Work item:
Go through the records below and count every line containing "more". Reply with the count alone.

--- Record set ---

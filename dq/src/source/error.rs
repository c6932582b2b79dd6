//! Source error types

use std::path::PathBuf;
use thiserror::Error;

/// Errors raised while listing or reading documents
#[derive(Debug, Error)]
pub enum SourceError {
    #[error("Invalid repository URL {url}: {reason}")]
    InvalidUrl { url: String, reason: String },

    #[error("GitHub API error {status}: {message}")]
    Api { status: u16, message: String },

    #[error("Network error: {0}")]
    Network(#[from] reqwest::Error),

    #[error("Failed to read {path}")]
    Io {
        path: PathBuf,
        #[source]
        source: std::io::Error,
    },

    #[error("Unexpected response: {0}")]
    UnexpectedResponse(String),

    #[error("Not a file: {0}")]
    NotAFile(PathBuf),
}
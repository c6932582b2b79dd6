//! Word-count splitting for unstructured text

use tracing::debug;

use super::{Chunk, ChunkContext};

/// Split text into chunks of exactly `target` words, plus a shorter remainder
///
/// Whitespace runs collapse to a single space. A `target` of zero is treated
/// as one so that every chunk holds at least one word.
pub fn split_plain(text: &str, target: usize) -> Vec<Chunk> {
    let target = target.max(1);
    debug!(len = text.len(), target, "split_plain: called");

    let mut chunks = Vec::new();
    let mut current: Vec<&str> = Vec::new();

    for word in text.split_whitespace() {
        current.push(word);
        if current.len() >= target {
            chunks.push(Chunk::new(current.join(" "), ChunkContext::Plain, false));
            current.clear();
        }
    }

    if !current.is_empty() {
        debug!(words = current.len(), "split_plain: pushing remainder");
        chunks.push(Chunk::new(current.join(" "), ChunkContext::Plain, false));
    }

    debug!(chunk_count = chunks.len(), "split_plain: done");
    chunks
}
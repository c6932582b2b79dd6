//! LlmClient trait definition

use async_trait::async_trait;

use super::{CompletionRequest, CompletionResponse, LlmError};

/// Stateless LLM client - each call is independent (fresh context)
///
/// Every batch of a document is rewritten in its own request; nothing is
/// carried between calls except the system prompt the caller sends again.
#[async_trait]
pub trait LlmClient: Send + Sync {
    /// Send a single completion request and wait for the full response
    async fn complete(&self, request: CompletionRequest) -> Result<CompletionResponse, LlmError>;
}

#[cfg(test)]
pub mod mock {
    use super::*;
    use std::collections::VecDeque;
    use std::sync::Mutex;
    use tracing::debug;

    /// Mock LLM client for unit tests
    ///
    /// Replays scripted results in order. In echo mode, once the script is
    /// exhausted it answers each request with its user text wrapped in `<>`.
    pub struct MockLlmClient {
        scripted: Mutex<VecDeque<Result<CompletionResponse, LlmError>>>,
        echo: bool,
        requests: Mutex<Vec<CompletionRequest>>,
    }

    impl MockLlmClient {
        pub fn new(responses: Vec<CompletionResponse>) -> Self {
            debug!(response_count = %responses.len(), "MockLlmClient::new: called");
            Self::with_results(responses.into_iter().map(Ok).collect())
        }

        pub fn with_results(results: Vec<Result<CompletionResponse, LlmError>>) -> Self {
            Self {
                scripted: Mutex::new(results.into()),
                echo: false,
                requests: Mutex::new(Vec::new()),
            }
        }

        pub fn echo() -> Self {
            Self {
                echo: true,
                ..Self::with_results(vec![])
            }
        }

        /// Echo once the scripted results run out
        pub fn then_echo(mut self) -> Self {
            self.echo = true;
            self
        }

        pub fn call_count(&self) -> usize {
            self.requests.lock().unwrap().len()
        }

        pub fn requests(&self) -> Vec<CompletionRequest> {
            self.requests.lock().unwrap().clone()
        }
    }

    #[async_trait]
    impl LlmClient for MockLlmClient {
        async fn complete(&self, request: CompletionRequest) -> Result<CompletionResponse, LlmError> {
            debug!("MockLlmClient::complete: called");
            let user_text = request
                .messages
                .last()
                .map(|m| m.content.trim().to_string())
                .unwrap_or_default();
            self.requests.lock().unwrap().push(request);

            if let Some(result) = self.scripted.lock().unwrap().pop_front() {
                return result;
            }
            if self.echo {
                return Ok(CompletionResponse::text(format!("<{}>", user_text)));
            }
            debug!("MockLlmClient::complete: no more mock responses");
            Err(LlmError::InvalidResponse("No more mock responses".to_string()))
        }
    }

    #[cfg(test)]
    mod tests {
        use super::*;
        use crate::llm::Message;

        fn request(text: &str) -> CompletionRequest {
            CompletionRequest {
                model: "gpt-3.5-turbo".to_string(),
                system_prompt: "Test".to_string(),
                messages: vec![Message::user(text)],
                max_tokens: 1000,
                temperature: 0.0,
            }
        }

        #[tokio::test]
        async fn test_mock_client_returns_responses() {
            let client = MockLlmClient::new(vec![
                CompletionResponse::text("Response 1"),
                CompletionResponse::text("Response 2"),
            ]);

            let resp1 = client.complete(request("a")).await.unwrap();
            assert_eq!(resp1.content, Some("Response 1".to_string()));

            let resp2 = client.complete(request("b")).await.unwrap();
            assert_eq!(resp2.content, Some("Response 2".to_string()));

            assert_eq!(client.call_count(), 2);
        }

        #[tokio::test]
        async fn test_mock_client_errors_when_exhausted() {
            let client = MockLlmClient::new(vec![]);
            assert!(client.complete(request("a")).await.is_err());
        }

        #[tokio::test]
        async fn test_mock_client_echo() {
            let client = MockLlmClient::echo();
            let resp = client.complete(request("  hello\n")).await.unwrap();
            assert_eq!(resp.content.as_deref(), Some("<hello>"));
            assert_eq!(client.requests()[0].messages[0].content, "  hello\n");
        }
    }
}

---

Output:
2